WRITTEN PODCAST RECAP: The Jim Cornette Experience on the Great American Bash 1989, how the Iron Sheik made $100,000 to not wrestle, why Dr. Death hit Ron Garvin with a chair, Ric Flair refusing to drop the World Title (Ep. 215)

The Jim Cornette Experience Episode – Great American Bash 1989

Release Date: January 18, 2018

Recap By: Mark Charles Adams


Top Stories/Moments of interest

  • The epic conclusion to the death of Jim Crockett Promotions trilogy!


00:00:00 – Intro: Jim welcomes us to the show and says, continuing the last weeks of looking at the end of Jim Crockett Promotions, this week we’ll discuss The Great American Bash of 1989. Jim describes the ‘89 Bash as the “fiery crash at the bottom of the valley.” He then introduces co-host Brian Last.

00:02:19 – Other podcast/Cornette’s Collectables: They discuss Jim’s appearance on this weeks episode of Kentucky Fried Wrasslin’ and other shows.

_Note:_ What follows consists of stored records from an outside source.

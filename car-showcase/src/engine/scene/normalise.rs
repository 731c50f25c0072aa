use bevy::math::Affine3A;
use bevy::prelude::*;
use bevy::render::mesh::MeshAabb;

/// Axis-aligned bounds in the model root's local space.
#[derive(Debug, Clone, Copy, PartialEq)]
pub struct ModelBounds {
    pub min: Vec3,
    pub max: Vec3,
}

impl ModelBounds {
    pub fn new(min: Vec3, max: Vec3) -> Self {
        Self {
            min: min.min(max),
            max: max.max(min),
        }
    }

    /// Bounds of a mesh-local AABB after moving it by `affine`.
    /// All eight corners are transformed so rotated children stay enclosed.
    pub fn transformed(&self, affine: &Affine3A) -> Self {
        let corners = [
            Vec3::new(self.min.x, self.min.y, self.min.z),
            Vec3::new(self.max.x, self.min.y, self.min.z),
            Vec3::new(self.min.x, self.max.y, self.min.z),
            Vec3::new(self.max.x, self.max.y, self.min.z),
            Vec3::new(self.min.x, self.min.y, self.max.z),
            Vec3::new(self.max.x, self.min.y, self.max.z),
            Vec3::new(self.min.x, self.max.y, self.max.z),
            Vec3::new(self.max.x, self.max.y, self.max.z),
        ];

        let mut min = Vec3::splat(f32::INFINITY);
        let mut max = Vec3::splat(f32::NEG_INFINITY);
        for corner in corners {
            let p = affine.transform_point3(corner);
            min = min.min(p);
            max = max.max(p);
        }
        Self { min, max }
    }

    pub fn union(&self, other: &Self) -> Self {
        Self {
            min: self.min.min(other.min),
            max: self.max.max(other.max),
        }
    }

    pub fn size(&self) -> Vec3 {
        self.max - self.min
    }

    pub fn center(&self) -> Vec3 {
        (self.min + self.max) * 0.5
    }

    /// Bounds after a uniform scale about the root origin.
    pub fn scaled(&self, scale: f32) -> Self {
        Self::new(self.min * scale, self.max * scale)
    }
}

impl From<bevy::render::primitives::Aabb> for ModelBounds {
    fn from(aabb: bevy::render::primitives::Aabb) -> Self {
        let center = Vec3::from(aabb.center);
        let half = Vec3::from(aabb.half_extents);
        Self::new(center - half, center + half)
    }
}

/// Root transform that fits `bounds` into a cube of `target_size` centred on
/// the origin.
///
/// The scale is uniform (`target / largest dimension`). The centre is taken
/// from the bounds *after* scaling, then negated into the translation.
/// Returns `None` for empty or non-finite bounds.
pub fn normalise_transform(bounds: &ModelBounds, target_size: f32) -> Option<Transform> {
    let max_dimension = bounds.size().max_element();
    if !max_dimension.is_finite() || max_dimension <= f32::EPSILON {
        return None;
    }

    let scale = target_size / max_dimension;
    let scaled_center = bounds.scaled(scale).center();

    Some(Transform {
        translation: -scaled_center,
        rotation: Quat::IDENTITY,
        scale: Vec3::splat(scale),
    })
}

/// Every descendant of `root` with its transform relative to the root.
///
/// Composes local transforms down the hierarchy instead of reading
/// `GlobalTransform`, which is not yet propagated the frame a scene spawns.
pub fn descendants_with_transforms(
    root: Entity,
    children: &Query<&Children>,
    transforms: &Query<&Transform>,
) -> Vec<(Entity, Affine3A)> {
    let mut found = Vec::new();
    let mut stack = vec![(root, Affine3A::IDENTITY)];

    while let Some((entity, parent_affine)) = stack.pop() {
        let Ok(entity_children) = children.get(entity) else {
            continue;
        };

        for &child in &entity_children[..] {
            let local = transforms
                .get(child)
                .map(|t| t.compute_affine())
                .unwrap_or(Affine3A::IDENTITY);
            let affine = parent_affine * local;
            found.push((child, affine));
            stack.push((child, affine));
        }
    }

    found
}

/// Union of every mesh AABB under `root`, in root-local space.
pub fn collect_model_bounds(
    root: Entity,
    children: &Query<&Children>,
    transforms: &Query<&Transform>,
    mesh_handles: &Query<&Mesh3d>,
    meshes: &Assets<Mesh>,
) -> Option<ModelBounds> {
    descendants_with_transforms(root, children, transforms)
        .into_iter()
        .filter_map(|(entity, affine)| {
            let mesh = meshes.get(&mesh_handles.get(entity).ok()?.0)?;
            let aabb = mesh.compute_aabb()?;
            Some(ModelBounds::from(aabb).transformed(&affine))
        })
        .reduce(|acc, bounds| acc.union(&bounds))
}

#[cfg(test)]
mod tests {
    use super::*;
    use bevy::ecs::system::RunSystemOnce;
    use constants::render_settings::{DEFAULT_TARGET_SIZE, TARGET_MODEL_SIZE};

    const TOLERANCE: f32 = 1e-4;

    fn assert_close(actual: f32, expected: f32, what: &str) {
        assert!(
            (actual - expected).abs() < TOLERANCE,
            "{what}: expected {expected}, got {actual}"
        );
    }

    fn apply(transform: &Transform, bounds: &ModelBounds) -> ModelBounds {
        bounds.transformed(&transform.compute_affine())
    }

    #[test]
    fn largest_dimension_matches_target_after_normalising() {
        let samples = [
            ModelBounds::new(Vec3::new(-2.0, 0.0, -1.0), Vec3::new(2.0, 1.5, 1.0)),
            ModelBounds::new(Vec3::new(10.0, 20.0, 30.0), Vec3::new(10.5, 20.2, 34.0)),
            ModelBounds::new(Vec3::new(-300.0, -1.0, -80.0), Vec3::new(150.0, 120.0, 80.0)),
            ModelBounds::new(Vec3::splat(0.001), Vec3::splat(0.002)),
        ];

        for target in [TARGET_MODEL_SIZE, DEFAULT_TARGET_SIZE] {
            for bounds in &samples {
                let transform = normalise_transform(bounds, target).expect("finite bounds");
                let after = apply(&transform, bounds);

                assert_close(after.size().max_element(), target, "largest dimension");
                assert_close(after.center().length(), 0.0, "centroid distance");
            }
        }
    }

    #[test]
    fn scaling_is_uniform_and_preserves_aspect() {
        let bounds = ModelBounds::new(Vec3::ZERO, Vec3::new(4.0, 1.0, 2.0));
        let transform = normalise_transform(&bounds, DEFAULT_TARGET_SIZE).expect("finite bounds");

        assert_eq!(transform.scale, Vec3::splat(2.0));
        let after = apply(&transform, &bounds);
        assert_close(after.size().x, 8.0, "x");
        assert_close(after.size().y, 2.0, "y");
        assert_close(after.size().z, 4.0, "z");
    }

    #[test]
    fn translation_uses_post_scale_centre() {
        let bounds = ModelBounds::new(Vec3::new(2.0, 2.0, 2.0), Vec3::new(4.0, 4.0, 4.0));
        let transform = normalise_transform(&bounds, 4.0).expect("finite bounds");

        // Centre (3,3,3) scaled by 2 sits at (6,6,6).
        assert_eq!(transform.translation, Vec3::splat(-6.0));
    }

    #[test]
    fn degenerate_bounds_cannot_be_normalised() {
        let point = ModelBounds::new(Vec3::ONE, Vec3::ONE);
        assert!(normalise_transform(&point, 7.5).is_none());

        let broken = ModelBounds {
            min: Vec3::ZERO,
            max: Vec3::new(f32::NAN, 1.0, 1.0),
        };
        assert!(normalise_transform(&broken, 7.5).is_none());
    }

    #[test]
    fn rotated_child_bounds_enclose_all_corners() {
        let cube = ModelBounds::new(Vec3::splat(-1.0), Vec3::splat(1.0));
        let rotation = Transform::from_rotation(Quat::from_rotation_y(std::f32::consts::FRAC_PI_4));

        let rotated = apply(&rotation, &cube);
        assert_close(rotated.max.x, std::f32::consts::SQRT_2, "rotated half width");
        assert_close(rotated.max.y, 1.0, "height unchanged");
    }

    #[test]
    fn hierarchy_bounds_compose_nested_transforms() {
        let mut app = App::new();
        app.add_plugins((MinimalPlugins, AssetPlugin::default()))
            .init_asset::<Mesh>();

        let cuboid = app
            .world_mut()
            .resource_mut::<Assets<Mesh>>()
            .add(Mesh::from(Cuboid::new(2.0, 2.0, 2.0)));

        let world = app.world_mut();
        let root = world.spawn(Transform::from_xyz(100.0, 0.0, 0.0)).id();
        let body = world
            .spawn((Transform::from_xyz(0.0, 1.0, 0.0), ChildOf(root)))
            .id();
        world.spawn((
            Mesh3d(cuboid.clone()),
            Transform::from_xyz(3.0, 0.0, 0.0).with_scale(Vec3::splat(2.0)),
            ChildOf(body),
        ));
        world.spawn((Mesh3d(cuboid), Transform::IDENTITY, ChildOf(root)));

        let bounds = world
            .run_system_once(
                move |children: Query<&Children>,
                      transforms: Query<&Transform>,
                      mesh_handles: Query<&Mesh3d>,
                      meshes: Res<Assets<Mesh>>| {
                    collect_model_bounds(root, &children, &transforms, &mesh_handles, &meshes)
                },
            )
            .expect("system runs")
            .expect("meshes found");

        // Root's own transform is ignored; nested wheel spans x 1..5, y -1..3.
        assert_eq!(bounds.min, Vec3::new(-1.0, -1.0, -2.0));
        assert_eq!(bounds.max, Vec3::new(5.0, 3.0, 2.0));
    }

    #[test]
    fn hierarchy_without_meshes_has_no_bounds() {
        let mut app = App::new();
        app.add_plugins((MinimalPlugins, AssetPlugin::default()))
            .init_asset::<Mesh>();

        let world = app.world_mut();
        let root = world.spawn(Transform::IDENTITY).id();
        world.spawn((Transform::IDENTITY, ChildOf(root)));

        let bounds = world
            .run_system_once(
                move |children: Query<&Children>,
                      transforms: Query<&Transform>,
                      mesh_handles: Query<&Mesh3d>,
                      meshes: Res<Assets<Mesh>>| {
                    collect_model_bounds(root, &children, &transforms, &mesh_handles, &meshes)
                },
            )
            .expect("system runs");

        assert!(bounds.is_none());
    }
}
//! Asset definitions for the showcase.
//!
//! The catalog is the only data asset; car models, logos and environment
//! maps are referenced from it or from the shared path constants.

/// Car catalog entries, specs and validation.
pub mod catalog;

00:07:21 – Fire & Fury: Jim and Brian briefly discuss the recent release of book. Jim has received his book, Brian again mentioning how he is reading Devil’s Bargain, which covers the background to Steve Bannon’s background. Jim weirdly talks at length about how he’ll take the book to read at Paul Miller Ford in Lexington, Kentucky.

00:08:33 – 605 Mothership Facebook group watch: Brian talks about a match which was watched in the podcast Facebook group. The match was The Midnight Express versus The Fantastics from Houston after The Last Stampede. Brian asks about how wild the crowd was against Cornette, Jim says it was probably in July and he’d had a little time to rebuild his heat. Jim said about how after some matches he would basically be stripped and either put in a diaper or his mothers dress. Somehow this only added to Jim’s heat because he would come back at the next show in each town pretending nothing had happened.

00:12:04 – The Great American Bash 1989: Jim recaps how last week they talked about the run up to January 1989 with Jim Crockett and how business was falling apart.

Talk turns to when Dusty left as booker, and whether or not he would have stayed on as a star under a different booker in any circumstances. Jim says it was best for him and everyone to go, but he may have stayed on under Bill Watts. Jim also talks about him working for Vince and says he was never a fan of him in WWF with the polka dots. Jim then tells a story of Dusty in the early NXT once saying, in his best Dusty impression “Vince better be glad I didn’t save my money.”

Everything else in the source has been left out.